Task prompt: Your output should be the lines of the entries below, exactly, from the first one through the line that holds "selected tool, and".

(Items from a data source)
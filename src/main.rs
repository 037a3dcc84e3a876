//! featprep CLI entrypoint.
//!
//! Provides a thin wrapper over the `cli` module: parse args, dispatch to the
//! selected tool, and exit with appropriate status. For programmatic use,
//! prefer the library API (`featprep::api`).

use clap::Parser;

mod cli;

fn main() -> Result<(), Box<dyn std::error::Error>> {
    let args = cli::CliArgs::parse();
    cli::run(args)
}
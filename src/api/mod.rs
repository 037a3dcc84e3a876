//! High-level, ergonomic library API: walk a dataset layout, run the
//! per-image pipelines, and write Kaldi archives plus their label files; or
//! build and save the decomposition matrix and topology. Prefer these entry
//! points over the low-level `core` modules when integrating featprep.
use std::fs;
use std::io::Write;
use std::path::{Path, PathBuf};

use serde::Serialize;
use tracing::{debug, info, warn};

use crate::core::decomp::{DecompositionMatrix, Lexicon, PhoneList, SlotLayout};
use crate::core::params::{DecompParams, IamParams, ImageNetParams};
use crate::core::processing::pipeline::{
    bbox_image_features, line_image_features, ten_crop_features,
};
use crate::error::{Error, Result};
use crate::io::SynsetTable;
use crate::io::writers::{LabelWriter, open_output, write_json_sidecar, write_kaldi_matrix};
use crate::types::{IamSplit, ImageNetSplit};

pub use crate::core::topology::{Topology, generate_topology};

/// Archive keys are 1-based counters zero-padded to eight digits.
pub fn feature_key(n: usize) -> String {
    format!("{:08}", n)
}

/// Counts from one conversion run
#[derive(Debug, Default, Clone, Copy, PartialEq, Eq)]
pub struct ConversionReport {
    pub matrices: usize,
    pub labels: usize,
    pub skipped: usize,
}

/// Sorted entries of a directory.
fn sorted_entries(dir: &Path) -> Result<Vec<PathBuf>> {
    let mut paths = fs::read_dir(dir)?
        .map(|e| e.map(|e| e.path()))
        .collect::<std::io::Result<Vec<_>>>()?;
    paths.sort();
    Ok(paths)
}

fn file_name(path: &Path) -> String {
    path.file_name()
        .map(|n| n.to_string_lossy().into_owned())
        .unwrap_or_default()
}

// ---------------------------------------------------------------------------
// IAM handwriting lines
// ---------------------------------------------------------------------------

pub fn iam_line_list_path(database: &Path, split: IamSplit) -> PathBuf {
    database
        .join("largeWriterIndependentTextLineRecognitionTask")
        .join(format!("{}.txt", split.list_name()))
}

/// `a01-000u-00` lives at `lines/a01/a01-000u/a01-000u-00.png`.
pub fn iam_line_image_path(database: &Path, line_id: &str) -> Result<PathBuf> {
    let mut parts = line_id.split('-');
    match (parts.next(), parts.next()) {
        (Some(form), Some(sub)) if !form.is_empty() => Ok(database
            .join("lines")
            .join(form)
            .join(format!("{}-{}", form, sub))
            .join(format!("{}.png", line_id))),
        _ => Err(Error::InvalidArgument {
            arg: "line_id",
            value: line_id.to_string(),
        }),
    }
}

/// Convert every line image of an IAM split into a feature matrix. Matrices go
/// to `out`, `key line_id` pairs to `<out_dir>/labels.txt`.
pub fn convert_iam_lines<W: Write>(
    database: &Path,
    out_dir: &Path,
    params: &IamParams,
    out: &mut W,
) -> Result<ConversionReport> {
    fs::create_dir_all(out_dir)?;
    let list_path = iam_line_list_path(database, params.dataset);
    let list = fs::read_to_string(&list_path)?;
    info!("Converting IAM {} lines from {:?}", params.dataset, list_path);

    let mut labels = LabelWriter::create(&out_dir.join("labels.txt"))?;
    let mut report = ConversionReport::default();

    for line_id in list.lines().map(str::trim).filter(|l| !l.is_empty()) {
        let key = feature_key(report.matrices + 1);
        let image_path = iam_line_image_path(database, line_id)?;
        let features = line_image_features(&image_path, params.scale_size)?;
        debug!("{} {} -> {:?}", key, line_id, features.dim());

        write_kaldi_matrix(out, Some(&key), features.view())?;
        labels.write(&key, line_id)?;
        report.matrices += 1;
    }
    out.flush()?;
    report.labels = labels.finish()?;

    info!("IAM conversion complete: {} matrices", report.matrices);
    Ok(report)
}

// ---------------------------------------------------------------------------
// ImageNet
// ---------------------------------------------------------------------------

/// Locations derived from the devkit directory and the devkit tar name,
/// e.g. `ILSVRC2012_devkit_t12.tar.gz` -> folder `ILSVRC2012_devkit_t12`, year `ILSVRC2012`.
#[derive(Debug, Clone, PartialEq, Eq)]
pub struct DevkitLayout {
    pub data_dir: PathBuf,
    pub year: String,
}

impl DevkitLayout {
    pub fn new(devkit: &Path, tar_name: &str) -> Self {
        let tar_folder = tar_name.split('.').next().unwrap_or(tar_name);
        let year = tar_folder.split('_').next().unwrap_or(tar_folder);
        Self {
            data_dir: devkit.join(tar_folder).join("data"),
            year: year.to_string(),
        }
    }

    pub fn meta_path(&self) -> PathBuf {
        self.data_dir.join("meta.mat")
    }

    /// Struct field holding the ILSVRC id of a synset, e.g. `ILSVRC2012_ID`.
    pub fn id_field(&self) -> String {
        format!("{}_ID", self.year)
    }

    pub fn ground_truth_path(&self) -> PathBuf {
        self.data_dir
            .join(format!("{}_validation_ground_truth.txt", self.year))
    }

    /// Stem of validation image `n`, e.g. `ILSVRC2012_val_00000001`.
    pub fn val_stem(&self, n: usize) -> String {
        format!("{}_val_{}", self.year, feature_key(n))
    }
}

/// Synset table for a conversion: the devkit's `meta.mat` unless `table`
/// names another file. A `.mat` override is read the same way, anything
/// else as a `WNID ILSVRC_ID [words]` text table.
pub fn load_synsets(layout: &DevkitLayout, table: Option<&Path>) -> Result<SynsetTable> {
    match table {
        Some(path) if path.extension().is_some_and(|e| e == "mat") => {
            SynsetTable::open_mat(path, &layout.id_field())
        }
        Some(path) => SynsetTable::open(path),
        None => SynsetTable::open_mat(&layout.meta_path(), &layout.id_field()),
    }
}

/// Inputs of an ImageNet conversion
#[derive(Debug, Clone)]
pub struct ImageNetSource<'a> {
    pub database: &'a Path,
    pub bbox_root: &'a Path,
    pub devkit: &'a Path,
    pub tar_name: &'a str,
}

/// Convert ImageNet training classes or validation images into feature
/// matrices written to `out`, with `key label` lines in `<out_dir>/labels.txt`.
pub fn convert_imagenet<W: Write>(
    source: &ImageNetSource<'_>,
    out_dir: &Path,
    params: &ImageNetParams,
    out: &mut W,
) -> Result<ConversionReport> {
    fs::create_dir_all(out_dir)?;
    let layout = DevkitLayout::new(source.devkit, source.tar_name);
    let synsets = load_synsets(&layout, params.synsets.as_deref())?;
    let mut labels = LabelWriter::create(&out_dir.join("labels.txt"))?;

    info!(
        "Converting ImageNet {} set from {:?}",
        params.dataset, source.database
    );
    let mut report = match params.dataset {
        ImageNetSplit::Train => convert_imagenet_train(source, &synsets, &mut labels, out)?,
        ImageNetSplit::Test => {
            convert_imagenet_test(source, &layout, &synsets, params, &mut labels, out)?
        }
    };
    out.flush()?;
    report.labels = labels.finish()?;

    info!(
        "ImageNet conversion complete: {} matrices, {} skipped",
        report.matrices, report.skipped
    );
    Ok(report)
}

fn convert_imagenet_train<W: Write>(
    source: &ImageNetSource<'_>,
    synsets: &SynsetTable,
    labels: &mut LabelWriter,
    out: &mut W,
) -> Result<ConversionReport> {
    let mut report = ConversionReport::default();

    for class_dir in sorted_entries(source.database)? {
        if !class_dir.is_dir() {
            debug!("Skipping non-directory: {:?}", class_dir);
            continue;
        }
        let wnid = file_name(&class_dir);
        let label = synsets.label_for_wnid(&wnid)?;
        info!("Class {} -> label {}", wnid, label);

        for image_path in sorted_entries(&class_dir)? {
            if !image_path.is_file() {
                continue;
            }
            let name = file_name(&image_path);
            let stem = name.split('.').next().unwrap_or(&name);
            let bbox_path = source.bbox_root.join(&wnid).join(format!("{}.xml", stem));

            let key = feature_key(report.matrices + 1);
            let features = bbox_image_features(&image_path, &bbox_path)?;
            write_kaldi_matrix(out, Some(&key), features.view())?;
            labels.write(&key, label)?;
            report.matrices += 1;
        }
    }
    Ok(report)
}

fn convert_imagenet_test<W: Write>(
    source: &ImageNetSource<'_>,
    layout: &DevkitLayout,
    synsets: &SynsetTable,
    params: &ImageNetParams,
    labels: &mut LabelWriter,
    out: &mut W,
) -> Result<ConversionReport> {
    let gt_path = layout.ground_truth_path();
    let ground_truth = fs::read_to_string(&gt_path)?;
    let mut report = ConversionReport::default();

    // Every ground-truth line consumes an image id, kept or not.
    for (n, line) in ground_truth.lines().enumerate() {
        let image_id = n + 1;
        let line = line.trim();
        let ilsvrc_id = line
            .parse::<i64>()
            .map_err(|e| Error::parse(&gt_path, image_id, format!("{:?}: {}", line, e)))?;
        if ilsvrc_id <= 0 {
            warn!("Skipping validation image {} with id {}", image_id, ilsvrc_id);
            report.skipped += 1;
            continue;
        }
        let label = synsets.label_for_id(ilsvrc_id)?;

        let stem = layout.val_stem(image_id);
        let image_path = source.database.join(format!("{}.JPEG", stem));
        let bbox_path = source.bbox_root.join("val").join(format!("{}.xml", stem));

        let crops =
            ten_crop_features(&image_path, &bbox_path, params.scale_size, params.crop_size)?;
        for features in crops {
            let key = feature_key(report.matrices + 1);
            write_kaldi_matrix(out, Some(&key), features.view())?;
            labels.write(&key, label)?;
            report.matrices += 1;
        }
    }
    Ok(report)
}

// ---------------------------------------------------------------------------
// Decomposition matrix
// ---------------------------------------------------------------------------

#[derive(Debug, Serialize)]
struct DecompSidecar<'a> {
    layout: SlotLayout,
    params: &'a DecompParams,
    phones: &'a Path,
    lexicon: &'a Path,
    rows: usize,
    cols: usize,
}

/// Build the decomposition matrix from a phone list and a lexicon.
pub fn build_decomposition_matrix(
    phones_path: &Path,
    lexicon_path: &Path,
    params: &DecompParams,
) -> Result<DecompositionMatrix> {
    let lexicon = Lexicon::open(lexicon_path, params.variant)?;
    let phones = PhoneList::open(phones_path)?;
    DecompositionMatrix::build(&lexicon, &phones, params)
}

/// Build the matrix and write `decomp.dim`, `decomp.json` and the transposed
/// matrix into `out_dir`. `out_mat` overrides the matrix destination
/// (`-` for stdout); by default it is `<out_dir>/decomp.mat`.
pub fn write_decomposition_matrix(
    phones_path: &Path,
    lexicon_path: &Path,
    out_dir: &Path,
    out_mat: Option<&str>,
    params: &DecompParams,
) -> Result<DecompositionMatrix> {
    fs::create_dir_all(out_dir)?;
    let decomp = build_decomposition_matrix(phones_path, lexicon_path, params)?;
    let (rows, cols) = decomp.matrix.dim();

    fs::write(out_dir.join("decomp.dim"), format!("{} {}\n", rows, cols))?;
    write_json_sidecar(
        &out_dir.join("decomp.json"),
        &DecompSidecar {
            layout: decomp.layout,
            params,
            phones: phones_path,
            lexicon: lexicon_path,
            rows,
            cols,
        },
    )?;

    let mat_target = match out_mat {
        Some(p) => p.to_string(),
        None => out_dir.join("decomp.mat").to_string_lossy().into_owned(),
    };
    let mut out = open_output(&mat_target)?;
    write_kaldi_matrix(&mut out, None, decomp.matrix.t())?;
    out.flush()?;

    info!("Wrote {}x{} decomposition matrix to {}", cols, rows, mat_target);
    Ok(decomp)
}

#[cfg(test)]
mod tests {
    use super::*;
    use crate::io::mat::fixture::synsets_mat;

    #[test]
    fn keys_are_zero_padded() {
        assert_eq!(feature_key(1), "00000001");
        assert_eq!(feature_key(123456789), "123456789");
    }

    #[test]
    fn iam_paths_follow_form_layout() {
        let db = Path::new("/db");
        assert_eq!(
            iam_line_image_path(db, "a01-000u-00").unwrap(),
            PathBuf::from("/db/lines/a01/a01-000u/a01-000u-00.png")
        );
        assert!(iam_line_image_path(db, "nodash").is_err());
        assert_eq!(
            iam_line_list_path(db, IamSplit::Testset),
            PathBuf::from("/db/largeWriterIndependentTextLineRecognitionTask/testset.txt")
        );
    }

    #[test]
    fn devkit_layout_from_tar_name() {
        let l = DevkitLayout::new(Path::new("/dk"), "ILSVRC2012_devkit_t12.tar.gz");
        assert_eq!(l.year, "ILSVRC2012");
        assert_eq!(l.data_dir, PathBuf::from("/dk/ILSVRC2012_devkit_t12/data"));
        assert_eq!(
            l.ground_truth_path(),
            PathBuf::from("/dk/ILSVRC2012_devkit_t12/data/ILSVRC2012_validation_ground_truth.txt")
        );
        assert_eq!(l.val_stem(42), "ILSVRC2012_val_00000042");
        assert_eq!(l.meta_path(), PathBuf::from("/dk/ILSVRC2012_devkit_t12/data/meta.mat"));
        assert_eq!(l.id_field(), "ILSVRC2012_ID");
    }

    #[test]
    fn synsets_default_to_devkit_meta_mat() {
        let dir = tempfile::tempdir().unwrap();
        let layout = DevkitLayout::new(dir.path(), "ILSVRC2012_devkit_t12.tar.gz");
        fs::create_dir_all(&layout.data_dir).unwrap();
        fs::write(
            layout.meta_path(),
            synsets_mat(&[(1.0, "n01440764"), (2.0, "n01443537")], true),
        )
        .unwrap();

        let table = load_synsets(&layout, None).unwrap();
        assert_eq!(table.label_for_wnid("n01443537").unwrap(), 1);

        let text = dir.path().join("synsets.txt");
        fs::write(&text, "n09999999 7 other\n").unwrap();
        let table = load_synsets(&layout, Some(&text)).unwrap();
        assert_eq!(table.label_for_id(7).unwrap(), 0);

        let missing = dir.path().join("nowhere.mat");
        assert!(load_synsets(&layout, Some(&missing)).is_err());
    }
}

Response box:
filename src/main.rs
repository 037a3dcc84e3a876
//! featprep CLI entrypoint.
//!
//! Provides a thin wrapper over the `cli` module: parse args, dispatch to the
//! selected tool, and exit with appropriate status. For programmatic use,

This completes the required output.